◆ Exercise objective
Exactly the lines from the opening of the records through the line containing "#[derive(Clone, Debug)]" should be copied, with both included.

◆ Input for this task

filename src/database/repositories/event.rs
//! Event repository implementation

use async_trait::async_trait;
use chrono::{DateTime, Utc};
use sqlx::PgPool;
use crate::database::timestamps;
use crate::models::event::{Event, EventCategory, CreateEventRequest, UpdateEventRequest};
use crate::utils::errors::Result;
use crate::utils::helpers::like_pattern;
use super::EventRepository;

#[derive(Clone, Debug)]
pub struct PgEventRepository {
    pool: PgPool,
}

impl PgEventRepository {
    pub fn new(pool: PgPool) -> Self {
        Self { pool }
    }
}

#[async_trait]
impl EventRepository for PgEventRepository {
    /// Create a new event
    async fn create(&self, request: CreateEventRequest) -> Result<Event> {
        let now = timestamps::creation_stamp();
        let event = sqlx::query_as::<_, Event>(
            r#"
            INSERT INTO events (title, description, venue, event_date, max_capacity, registration_deadline, category, created_at, updated_at)
            VALUES ($1, $2, $3, $4, $5, $6, $7, $8, $9)
            RETURNING id, title, description, venue, event_date, max_capacity, registration_deadline, category, created_at, updated_at
            "#
        )
        .bind(request.title)
        .bind(request.description)
        .bind(request.venue)
        .bind(request.event_date)
        .bind(request.max_capacity)
        .bind(request.registration_deadline)
        .bind(request.category)
        .bind(now)
        .bind(now)
        .fetch_one(&self.pool)
        .await?;

        Ok(event)
    }

    /// Find event by ID
    async fn find_by_id(&self, id: i64) -> Result<Option<Event>> {
        let event = sqlx::query_as::<_, Event>(
            "SELECT id, title, description, venue, event_date, max_capacity, registration_deadline, category, created_at, updated_at FROM events WHERE id = $1"
        )
        .bind(id)
        .fetch_optional(&self.pool)
        .await?;

        Ok(event)
    }

    /// Update event
    async fn update(&self, id: i64, request: UpdateEventRequest) -> Result<Option<Event>> {
        let event = sqlx::query_as::<_, Event>(
            r#"
            UPDATE events
            SET title = $2,
                description = $3,
                venue = $4,
                event_date = $5,
                max_capacity = $6,
                registration_deadline = $7,
                category = $8,
                updated_at = GREATEST($9, updated_at + INTERVAL '1 microsecond')
            WHERE id = $1
            RETURNING id, title, description, venue, event_date, max_capacity, registration_deadline, category, created_at, updated_at
            "#
        )
        .bind(id)
        .bind(request.title)
        .bind(request.description)
        .bind(request.venue)
        .bind(request.event_date)
        .bind(request.max_capacity)
        .bind(request.registration_deadline)
        .bind(request.category)
        .bind(timestamps::creation_stamp())
        .fetch_optional(&self.pool)
        .await?;

        Ok(event)
    }

    /// Delete event, cascading to registrations and feedback
    async fn delete(&self, id: i64) -> Result<bool> {
        let result = sqlx::query("DELETE FROM events WHERE id = $1")
            .bind(id)
            .execute(&self.pool)
            .await?;

        Ok(result.rows_affected() > 0)
    }

    /// List all events by date
    async fn list(&self) -> Result<Vec<Event>> {
        let events = sqlx::query_as::<_, Event>(
            "SELECT id, title, description, venue, event_date, max_capacity, registration_deadline, category, created_at, updated_at FROM events ORDER BY event_date ASC, id ASC"
        )
        .fetch_all(&self.pool)
        .await?;

        Ok(events)
    }

    /// Search events by title, description or venue
    async fn search(&self, term: &str) -> Result<Vec<Event>> {
        let events = sqlx::query_as::<_, Event>(
            r#"
            SELECT id, title, description, venue, event_date, max_capacity, registration_deadline, category, created_at, updated_at
            FROM events
            WHERE title ILIKE $1 OR description ILIKE $1 OR venue ILIKE $1
            ORDER BY event_date ASC, id ASC
            "#
        )
        .bind(like_pattern(term))
        .fetch_all(&self.pool)
        .await?;

        Ok(events)
    }

    /// Get events in a category
    async fn find_by_category(&self, category: EventCategory) -> Result<Vec<Event>> {
        let events = sqlx::query_as::<_, Event>(
            "SELECT id, title, description, venue, event_date, max_capacity, registration_deadline, category, created_at, updated_at FROM events WHERE category = $1 ORDER BY event_date ASC, id ASC"
        )
        .bind(category)
        .fetch_all(&self.pool)
        .await?;

        Ok(events)
    }

    /// Get events between two dates, bounds included
    async fn find_in_range(&self, start: DateTime<Utc>, end: DateTime<Utc>) -> Result<Vec<Event>> {
        let events = sqlx::query_as::<_, Event>(
            "SELECT id, title, description, venue, event_date, max_capacity, registration_deadline, category, created_at, updated_at FROM events WHERE event_date >= $1 AND event_date <= $2 ORDER BY event_date ASC, id ASC"
        )
        .bind(start)
        .bind(end)
        .fetch_all(&self.pool)
        .await?;

        Ok(events)
    }

    /// Get upcoming events
    async fn find_upcoming(&self, after: DateTime<Utc>, limit: i64) -> Result<Vec<Event>> {
        let events = sqlx::query_as::<_, Event>(
            "SELECT id, title, description, venue, event_date, max_capacity, registration_deadline, category, created_at, updated_at FROM events WHERE event_date > $1 ORDER BY event_date ASC, id ASC LIMIT $2"
        )
        .bind(after)
        .bind(limit)
        .fetch_all(&self.pool)
        .await?;

        Ok(events)
    }

    /// Get participant count for event
    async fn participant_count(&self, event_id: i64) -> Result<i64> {
        let count: (i64,) = sqlx::query_as(
            "SELECT COUNT(*) FROM registrations WHERE event_id = $1"
        )
        .bind(event_id)
        .fetch_one(&self.pool)
        .await?;

        Ok(count.0)
    }

    /// Count total events
    async fn count(&self) -> Result<i64> {
        let count: (i64,) = sqlx::query_as("SELECT COUNT(*) FROM events")
            .fetch_one(&self.pool)
            .await?;

        Ok(count.0)
    }
}
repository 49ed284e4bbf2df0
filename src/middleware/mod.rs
//! Middleware module
//!
//! This module contains middleware for request processing

pub mod logging;

// Re-export commonly used middleware
pub use logging::log_requests;
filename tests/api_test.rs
//! HTTP API tests driving the router in-process

mod helpers;

use axum::{
    body::{to_bytes, Body},
    http::{Request, StatusCode},
    Router,
};
use campus_events::models::EventCategory;
use chrono::{Duration, TimeZone, Utc};
use helpers::*;
use serde_json::{json, Value};
use tower::ServiceExt;

async fn call(app: &Router, method: &str, uri: &str, body: Option<Value>) -> (StatusCode, Value) {
    let builder = Request::builder().method(method).uri(uri);
    let request = match body {
        Some(body) => builder
            .header("content-type", "application/json")
            .body(Body::from(body.to_string()))
            .unwrap(),
        None => builder.body(Body::empty()).unwrap(),
    };

    let response = app.clone().oneshot(request).await.unwrap();
    let status = response.status();
    let bytes = to_bytes(response.into_body(), usize::MAX).await.unwrap();
    let value = if bytes.is_empty() {
        Value::Null
    } else {
        serde_json::from_slice(&bytes).unwrap()
    };
    (status, value)
}

#[tokio::test]
async fn test_event_queries() {
    let ctx = TestContext::in_memory();
    let base = Utc.with_ymd_and_hms(2031, 3, 10, 9, 0, 0).unwrap();

    let mut workshop = event_request_on("Rust Workshop", 20, base);
    workshop.category = EventCategory::Workshop;
    ctx.services.event_service.create_event(workshop).await.unwrap();

    let mut concert = event_request_on("Spring Concert", 200, base + Duration::days(5));
    concert.category = EventCategory::Cultural;
    ctx.services.event_service.create_event(concert).await.unwrap();

    let app = ctx.app();

    let (status, events) = call(&app, "GET", "/api/events", None).await;
    assert_eq!(status, StatusCode::OK);
    assert_eq!(events.as_array().unwrap().len(), 2);

    let (_, found) = call(&app, "GET", "/api/events/search?q=rust", None).await;
    assert_eq!(found.as_array().unwrap().len(), 1);

    let (_, cultural) = call(&app, "GET", "/api/events/category/Cultural", None).await;
    assert_eq!(cultural[0]["title"], "Spring Concert");

    let (_, ranged) = call(
        &app,
        "GET",
        "/api/events/range?start=2031-03-10T09:00:00Z&end=2031-03-11T00:00:00Z",
        None,
    )
    .await;
    assert_eq!(ranged.as_array().unwrap().len(), 1);

    let (status, body) = call(
        &app,
        "GET",
        "/api/events/range?start=2031-03-12T00:00:00Z&end=2031-03-11T00:00:00Z",
        None,
    )
    .await;
    assert_eq!(status, StatusCode::BAD_REQUEST);
    assert_eq!(body["code"], "BAD_REQUEST");

    let (_, upcoming) = call(&app, "GET", "/api/events/upcoming?limit=1", None).await;
    assert_eq!(upcoming[0]["title"], "Rust Workshop");
}

#[tokio::test]
async fn test_event_update_and_delete() {
    let ctx = TestContext::in_memory();
    let event = ctx.create_event("Career Talk", 30).await;
    let app = ctx.app();

    let (status, updated) = call(
        &app,
        "PUT",
        &format!("/api/events/{}", event.id),
        Some(json!({
            "title": "Career Talk: Industry",
            "description": null,
            "venue": "Room 101",
            "event_date": "2031-09-01T10:00:00Z",
            "max_capacity": 40,
            "registration_deadline": null,
            "category": "Seminar"
        })),
    )
    .await;
    assert_eq!(status, StatusCode::OK);
    assert_eq!(updated["max_capacity"], 40);

    let (status, body) = call(
        &app,
        "POST",
        "/api/events",
        Some(json!({
            "title": "X",
            "description": null,
            "venue": "Room 101",
            "event_date": "2031-09-01T10:00:00Z",
            "max_capacity": 0,
            "registration_deadline": null,
            "category": "Seminar"
        })),
    )
    .await;
    assert_eq!(status, StatusCode::BAD_REQUEST);
    assert_eq!(body["code"], "VALIDATION_ERROR");

    let (status, _) = call(&app, "DELETE", &format!("/api/events/{}", event.id), None).await;
    assert_eq!(status, StatusCode::NO_CONTENT);
    let (status, _) = call(&app, "DELETE", &format!("/api/events/{}", event.id), None).await;
    assert_eq!(status, StatusCode::NOT_FOUND);
}

#[tokio::test]
async fn test_registration_endpoints() {
    let ctx = TestContext::in_memory();
    let event = ctx.create_event("Debate Club", 5).await;
    let student = ctx.create_student().await;
    let app = ctx.app();

    let (status, body) = call(
        &app,
        "POST",
        "/api/registrations",
        Some(json!({ "event_id": event.id, "student_id": 4242 })),
    )
    .await;
    assert_eq!(status, StatusCode::NOT_FOUND);
    assert_eq!(body["code"], "STUDENT_NOT_FOUND");

    let (status, registration) = call(
        &app,
        "POST",
        "/api/registrations",
        Some(json!({ "event_id": event.id, "student_id": student.id, "notes": "vegetarian" })),
    )
    .await;
    assert_eq!(status, StatusCode::CREATED);
    let id = registration["id"].as_i64().unwrap();

    let (status, body) = call(
        &app,
        "POST",
        "/api/registrations",
        Some(json!({ "event_id": event.id, "student_id": student.id })),
    )
    .await;
    assert_eq!(status, StatusCode::BAD_REQUEST);
    assert_eq!(body["code"], "DUPLICATE_REGISTRATION");

    let (_, updated) = call(
        &app,
        "PUT",
        &format!("/api/registrations/{}/status", id),
        Some(json!({ "status": "Completed" })),
    )
    .await;
    assert_eq!(updated["status"], "Completed");

    let (status, checked_in) = call(&app, "POST", &format!("/api/registrations/{}/check-in", id), None).await;
    assert_eq!(status, StatusCode::OK);
    assert_eq!(checked_in["checked_in"], true);

    let (_, for_event) = call(&app, "GET", &format!("/api/registrations/event/{}", event.id), None).await;
    assert_eq!(for_event.as_array().unwrap().len(), 1);

    let (_, profile) = call(&app, "GET", &format!("/api/students/{}", student.id), None).await;
    assert_eq!(profile["total_events_attended"], 1);

    let (status, _) = call(&app, "DELETE", &format!("/api/registrations/{}", id), None).await;
    assert_eq!(status, StatusCode::NO_CONTENT);
}

#[tokio::test]
async fn test_feedback_endpoints() {
    let ctx = TestContext::in_memory();
    let event = ctx.create_event("Chess Simul", 5).await;
    let student = ctx.registered_student(event.id).await;
    let outsider = ctx.create_student().await;
    let app = ctx.app();

    let (status, body) = call(
        &app,
        "POST",
        "/api/feedback",
        Some(json!({ "event_id": event.id, "student_id": outsider.id, "rating": 4 })),
    )
    .await;
    assert_eq!(status, StatusCode::BAD_REQUEST);
    assert_eq!(body["code"], "NOT_REGISTERED");

    let (status, _) = call(
        &app,
        "POST",
        "/api/feedback",
        Some(json!({
            "event_id": event.id,
            "student_id": student.id,
            "rating": 5,
            "organization_rating": 3,
            "content_rating": 4,
            "venue_rating": 5,
            "would_recommend": false
        })),
    )
    .await;
    assert_eq!(status, StatusCode::CREATED);

    let uri = format!("/api/feedback/check?event_id={}&student_id={}", event.id, student.id);
    let (_, check) = call(&app, "GET", &uri, None).await;
    assert_eq!(check["has_submitted"], true);

    let (_, average) = call(&app, "GET", &format!("/api/feedback/event/{}/average", event.id), None).await;
    assert_eq!(average["average_rating"], 5.0);

    let (_, summary) = call(&app, "GET", &format!("/api/feedback/event/{}/summary", event.id), None).await;
    assert_eq!(summary["overall_score"], 4.25);
    assert_eq!(summary["recommendation_percentage"], 0.0);

    let (status, _) = call(&app, "GET", "/api/feedback/999", None).await;
    assert_eq!(status, StatusCode::NOT_FOUND);
}

#[tokio::test]
async fn test_malformed_requests_are_validation_errors() {
    let ctx = TestContext::in_memory();
    let event = ctx.create_event("Poetry Reading", 10).await;
    let app = ctx.app();

    let (status, body) = call(
        &app,
        "POST",
        "/api/feedback",
        Some(json!({ "event_id": event.id, "student_id": 1 })),
    )
    .await;
    assert_eq!(status, StatusCode::BAD_REQUEST);
    assert_eq!(body["code"], "VALIDATION_ERROR");
    assert!(body["message"].as_str().unwrap().contains("rating"));

    let (status, body) = call(
        &app,
        "POST",
        "/api/registrations",
        Some(json!({ "event_id": "first", "student_id": 1 })),
    )
    .await;
    assert_eq!(status, StatusCode::BAD_REQUEST);
    assert_eq!(body["code"], "VALIDATION_ERROR");

    let (status, body) = call(&app, "GET", "/api/events/not-a-number", None).await;
    assert_eq!(status, StatusCode::BAD_REQUEST);
    assert_eq!(body["code"], "VALIDATION_ERROR");

    let (status, body) = call(&app, "GET", "/api/events/category/Karaoke", None).await;
    assert_eq!(status, StatusCode::BAD_REQUEST);
    assert_eq!(body["code"], "VALIDATION_ERROR");

    let (status, body) = call(&app, "GET", "/api/events/range?start=yesterday&end=today", None).await;
    assert_eq!(status, StatusCode::BAD_REQUEST);
    assert_eq!(body["code"], "VALIDATION_ERROR");
}

#[tokio::test]
async fn test_missing_resources_report_their_kind() {
    let ctx = TestContext::in_memory();
    let app = ctx.app();

    let (status, body) = call(&app, "GET", "/api/events/404", None).await;
    assert_eq!(status, StatusCode::NOT_FOUND);
    assert_eq!(body["code"], "EVENT_NOT_FOUND");

    let (status, body) = call(&app, "DELETE", "/api/students/404", None).await;
    assert_eq!(status, StatusCode::NOT_FOUND);
    assert_eq!(body["code"], "STUDENT_NOT_FOUND");

    let (status, body) = call(&app, "POST", "/api/registrations/404/check-in", None).await;
    assert_eq!(status, StatusCode::NOT_FOUND);
    assert_eq!(body["code"], "REGISTRATION_NOT_FOUND");

    let (status, body) = call(&app, "GET", "/api/feedback/404", None).await;
    assert_eq!(status, StatusCode::NOT_FOUND);
    assert_eq!(body["code"], "FEEDBACK_NOT_FOUND");
}
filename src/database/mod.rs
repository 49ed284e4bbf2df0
//! Database module
//!
//! This module handles database connections and operations

pub mod connection;
pub mod memory;
pub mod repositories;
pub mod service;
pub mod timestamps;

// Re-export commonly used database components
pub use connection::{DatabasePool, create_pool, run_migrations, health_check};
pub use memory::InMemoryStore;
pub use repositories::{
    EventRepository, StudentRepository, RegistrationRepository, FeedbackRepository,
    PgEventRepository, PgStudentRepository, PgRegistrationRepository, PgFeedbackRepository,
};
pub use service::DatabaseService;
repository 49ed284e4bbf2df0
//! Student model

use serde::{Deserialize, Serialize};
use chrono::{DateTime, Utc};
use sqlx::FromRow;
use validator::Validate;

#[derive(Debug, Clone, Copy, PartialEq, Eq, Hash, Default, Serialize, Deserialize, sqlx::Type)]
#[sqlx(type_name = "student_status")]
pub enum StudentStatus {
    #[default]
    Active,
    Inactive,
    Suspended,
    Graduated,
}

#[derive(Debug, Clone, PartialEq, Serialize, Deserialize, FromRow)]
pub struct Student {
    pub id: i64,
    pub full_name: String,
    pub email: String,
    pub phone: Option<String>,
    pub student_number: String,
    pub department: String,
    pub year_of_study: i32,
    pub enrollment_date: DateTime<Utc>,
    pub status: StudentStatus,
    pub created_at: DateTime<Utc>,
    pub updated_at: DateTime<Utc>,
}

/// Student together with the number of events they registered for
#[derive(Debug, Clone, PartialEq, Serialize)]
pub struct StudentProfile {
    #[serde(flatten)]
    pub student: Student,
    pub total_events_attended: i64,
}

#[derive(Debug, Clone, Serialize, Deserialize, Validate)]
pub struct CreateStudentRequest {
    #[validate(length(min = 2, max = 100, message = "Full name must be between 2 and 100 characters"))]
    pub full_name: String,
    #[validate(email(message = "Invalid email format"), length(max = 255))]
    pub email: String,
    #[validate(length(max = 15, message = "Phone cannot exceed 15 characters"))]
    pub phone: Option<String>,
    #[validate(length(max = 20, message = "Student number cannot exceed 20 characters"))]
    pub student_number: String,
    #[validate(length(max = 100, message = "Department cannot exceed 100 characters"))]
    pub department: String,
    #[validate(range(min = 1, max = 8, message = "Year of study must be between 1 and 8"))]
    pub year_of_study: i32,
    pub enrollment_date: Option<DateTime<Utc>>,
    #[serde(default)]
    pub status: StudentStatus,
}

/// Updates overwrite every mutable field, so they share the creation shape
pub type UpdateStudentRequest = CreateStudentRequest;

◆ Reply
filename src/database/repositories/event.rs
//! Event repository implementation

use async_trait::async_trait;
use chrono::{DateTime, Utc};
use sqlx::PgPool;
use crate::database::timestamps;
use crate::models::event::{Event, EventCategory, CreateEventRequest, UpdateEventRequest};
use crate::utils::errors::Result;
use crate::utils::helpers::like_pattern;
use super::EventRepository;

#[derive(Clone, Debug)]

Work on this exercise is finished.